[Data for this task]
▽

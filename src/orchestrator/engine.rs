//! Execution engine: orchestrates one run of a prompt against the
//! backend and drains the session's backlog afterwards.
//!
//! A submitted prompt either starts immediately (session idle) or joins
//! the backlog (session busy). Each run consumes the backend's event
//! stream, fanning every event out to all watchers of the session, and
//! reaches exactly one terminal status:
//!
//! - `completed` — at the moment the success marker is observed, before
//!   the stream is drained;
//! - `error` — structured error marker, stream fault, or the stream
//!   closing without a marker (all treated identically);
//! - `cancelled` — cooperative cancellation observed mid-stream.
//!
//! Completed and errored runs trigger the next queued prompt; cancelled
//! runs pause the queue until a new run is started explicitly. Backlog
//! draining is an explicit loop, never recursion, so a long backlog
//! cannot grow the call stack.
//!
//! The engine never returns run results to a caller — everything
//! observable is pushed through the watcher hub.

use std::sync::Arc;

use tokio_util::sync::CancellationToken;
use tracing::{info, info_span, warn, Instrument};

use crate::backend::{AgentBackend, BackendEvent};
use crate::hub::{ConnectionId, WatcherHub};
use crate::models::event::SessionEvent;
use crate::models::queue::PromptOptions;
use crate::models::task::TaskStatus;
use crate::orchestrator::queue_store::QueueStore;
use crate::orchestrator::registry::TaskRegistry;
use crate::Result;

/// Sanitized message broadcast for stream faults; the real error is
/// logged server-side only.
const FAULT_MESSAGE: &str = "agent backend failure";

/// Terminal decision for one run.
#[derive(Debug, Clone, Copy, PartialEq, Eq)]
enum RunOutcome {
    /// Success marker observed; backlog processing continues.
    Completed,
    /// Error marker or fault; backlog processing continues.
    Errored,
    /// User cancellation; backlog processing pauses.
    Cancelled,
}

/// Orchestrates single-flight prompt execution per session.
pub struct ExecutionEngine {
    registry: Arc<TaskRegistry>,
    queue: Arc<QueueStore>,
    hub: Arc<WatcherHub>,
    backend: Arc<dyn AgentBackend>,
}

impl ExecutionEngine {
    /// Wire the engine to its collaborating services.
    #[must_use]
    pub fn new(
        registry: Arc<TaskRegistry>,
        queue: Arc<QueueStore>,
        hub: Arc<WatcherHub>,
        backend: Arc<dyn AgentBackend>,
    ) -> Self {
        Self {
            registry,
            queue,
            hub,
            backend,
        }
    }

    /// Submit a prompt for the session.
    ///
    /// If the session is idle the run starts immediately in a background
    /// task and this returns right away; if a run is in flight the prompt
    /// is enqueued and a `queue_updated` broadcast is sent. The decision
    /// between the two is atomic with respect to concurrent submissions.
    ///
    /// # Errors
    ///
    /// - [`AppError::Validation`](crate::AppError::Validation) — empty or
    ///   whitespace-only prompt.
    /// - [`AppError::QueueFull`](crate::AppError::QueueFull) — backlog at
    ///   capacity.
    ///
    /// Both are returned to the submitter only, before any state mutation.
    pub fn submit(
        self: &Arc<Self>,
        session_id: &str,
        prompt: &str,
        options: PromptOptions,
        origin: Option<ConnectionId>,
    ) -> Result<()> {
        if prompt.trim().is_empty() {
            return Err(crate::AppError::Validation("prompt must not be empty".into()));
        }

        let cancel = CancellationToken::new();
        if !self.registry.begin_run(session_id, cancel.clone()) {
            // Busy: join the backlog instead of running.
            self.queue.enqueue(session_id, prompt, options)?;
            self.broadcast_queue(session_id);
            return Ok(());
        }

        let engine = Arc::clone(self);
        let session = session_id.to_owned();
        let prompt = prompt.to_owned();
        let span = info_span!("session_run", session_id = %session, origin = origin.map(|o| o.to_string()));
        tokio::spawn(
            async move {
                engine.drive(&session, prompt, options, cancel).await;
            }
            .instrument(span),
        );
        Ok(())
    }

    /// Run the submitted prompt, then drain the backlog.
    ///
    /// Each iteration executes one run whose `Running` transition has
    /// already been claimed via [`TaskRegistry::begin_run`].
    async fn drive(
        &self,
        session_id: &str,
        prompt: String,
        options: PromptOptions,
        cancel: CancellationToken,
    ) {
        let mut next = Some((prompt, options, cancel));

        while let Some((prompt, options, cancel)) = next.take() {
            let outcome = self.run_once(session_id, &prompt, &options, cancel).await;

            if outcome == RunOutcome::Cancelled {
                // Cancellation expresses intent to stop; the backlog stays
                // intact and paused until a new run is started explicitly.
                info!(session_id, "run cancelled; queue paused");
                break;
            }

            let Some(item) = self.queue.dequeue(session_id) else {
                break;
            };
            self.broadcast_queue(session_id);

            let cancel = CancellationToken::new();
            if !self.registry.begin_run(session_id, cancel.clone()) {
                // A direct submission claimed the session between our
                // terminal transition and this dequeue; its own drain will
                // pick the item up again.
                warn!(session_id, item_id = %item.id, "lost start race after dequeue; requeueing");
                self.queue.requeue_front(session_id, item);
                self.broadcast_queue(session_id);
                break;
            }

            // Queue-driven runs have no originating connection.
            next = Some((item.prompt, item.options, cancel));
        }
    }

    /// Execute one run to its terminal status.
    ///
    /// The caller has already transitioned the task to `Running`; this
    /// broadcasts that status, consumes the stream, and applies exactly
    /// one terminal transition. The `finalized` one-shot below is what
    /// keeps the early success-marker path and the post-loop fallback
    /// from both deciding the run's end.
    async fn run_once(
        &self,
        session_id: &str,
        prompt: &str,
        options: &PromptOptions,
        cancel: CancellationToken,
    ) -> RunOutcome {
        // Every watcher sees the status, not only the origin: queue-driven
        // runs have no origin, and late-joining watchers need output too.
        self.broadcast_status(session_id, TaskStatus::Running);

        let mut stream = match self
            .backend
            .start_run(session_id, prompt, options, cancel.clone())
            .await
        {
            Ok(stream) => stream,
            Err(err) => {
                warn!(session_id, error = %err, "backend start failed");
                return self.finalize_error(session_id, FAULT_MESSAGE);
            }
        };

        let mut finalized: Option<RunOutcome> = None;

        loop {
            let item = tokio::select! {
                biased;

                () = cancel.cancelled() => {
                    // `TaskRegistry::cancel` already transitioned the task
                    // and cleared the handle; only the broadcast remains.
                    self.broadcast_status(session_id, TaskStatus::Cancelled);
                    finalized = Some(RunOutcome::Cancelled);
                    break;
                }

                item = stream.recv() => item,
            };

            match item {
                None => {
                    // Stream closed without a terminal marker: a fault.
                    warn!(session_id, "backend stream ended without terminal marker");
                    break;
                }
                Some(Err(err)) => {
                    warn!(session_id, error = %err, "backend stream fault");
                    break;
                }
                Some(Ok(event)) => {
                    self.registry.touch(session_id);
                    match event {
                        BackendEvent::Content { text } => {
                            self.hub.broadcast(
                                session_id,
                                &SessionEvent::Content {
                                    session_id: session_id.to_owned(),
                                    text,
                                },
                                None,
                            );
                        }
                        BackendEvent::ToolCall { name, input } => {
                            self.hub.broadcast(
                                session_id,
                                &SessionEvent::ToolCall {
                                    session_id: session_id.to_owned(),
                                    name,
                                    input,
                                },
                                None,
                            );
                        }
                        BackendEvent::ToolResult { name, output } => {
                            self.hub.broadcast(
                                session_id,
                                &SessionEvent::ToolResult {
                                    session_id: session_id.to_owned(),
                                    name,
                                    output,
                                },
                                None,
                            );
                        }
                        BackendEvent::Completed { summary } => {
                            // Transition now, not at stream closure: the
                            // backend may hold the stream open long after
                            // the final answer, and observers would see a
                            // task stuck in progress.
                            info!(session_id, ?summary, "run completed");
                            self.registry.transition(session_id, TaskStatus::Completed, None);
                            self.broadcast_status(session_id, TaskStatus::Completed);
                            finalized = Some(RunOutcome::Completed);
                            break;
                        }
                        BackendEvent::Failed { message } => {
                            info!(session_id, message, "run failed");
                            finalized = Some(self.finalize_error(session_id, &message));
                            break;
                        }
                    }
                }
            }
        }

        // Post-loop fallback: only fires when no terminal decision was
        // made above, so a run can never finalize twice.
        finalized.unwrap_or_else(|| self.finalize_error(session_id, FAULT_MESSAGE))
    }

    /// Apply the `error` terminal transition and broadcast the sanitized
    /// failure message.
    fn finalize_error(&self, session_id: &str, message: &str) -> RunOutcome {
        self.registry.transition(session_id, TaskStatus::Error, None);
        self.broadcast_status(session_id, TaskStatus::Error);
        self.hub.broadcast(
            session_id,
            &SessionEvent::Error {
                session_id: session_id.to_owned(),
                message: message.to_owned(),
            },
            None,
        );
        RunOutcome::Errored
    }

    /// Broadcast a `task_status` event to every watcher of the session.
    fn broadcast_status(&self, session_id: &str, status: TaskStatus) {
        self.hub.broadcast(
            session_id,
            &SessionEvent::TaskStatus {
                session_id: session_id.to_owned(),
                status,
            },
            None,
        );
    }

    /// Broadcast a `queue_updated` event with the current backlog snapshot.
    fn broadcast_queue(&self, session_id: &str) {
        let queue = self.queue.list(session_id);
        let size = queue.len();
        self.hub.broadcast(
            session_id,
            &SessionEvent::QueueUpdated {
                session_id: session_id.to_owned(),
                queue,
                size,
            },
            None,
        );
    }

    /// Cancel the session's running task.
    ///
    /// Returns `false` when nothing was running. The `cancelled` status
    /// broadcast is emitted by the consumption loop when it observes the
    /// token.
    #[must_use]
    pub fn cancel(&self, session_id: &str) -> bool {
        self.registry.cancel(session_id)
    }
}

△

[Problem to work on]
Wherever the string "never" appears in the data above, report the whole line.

[Your response]
//! draining is an explicit loop, never recursion, so a long backlog
//! The engine never returns run results to a caller — everything
        // made above, so a run can never finalize twice.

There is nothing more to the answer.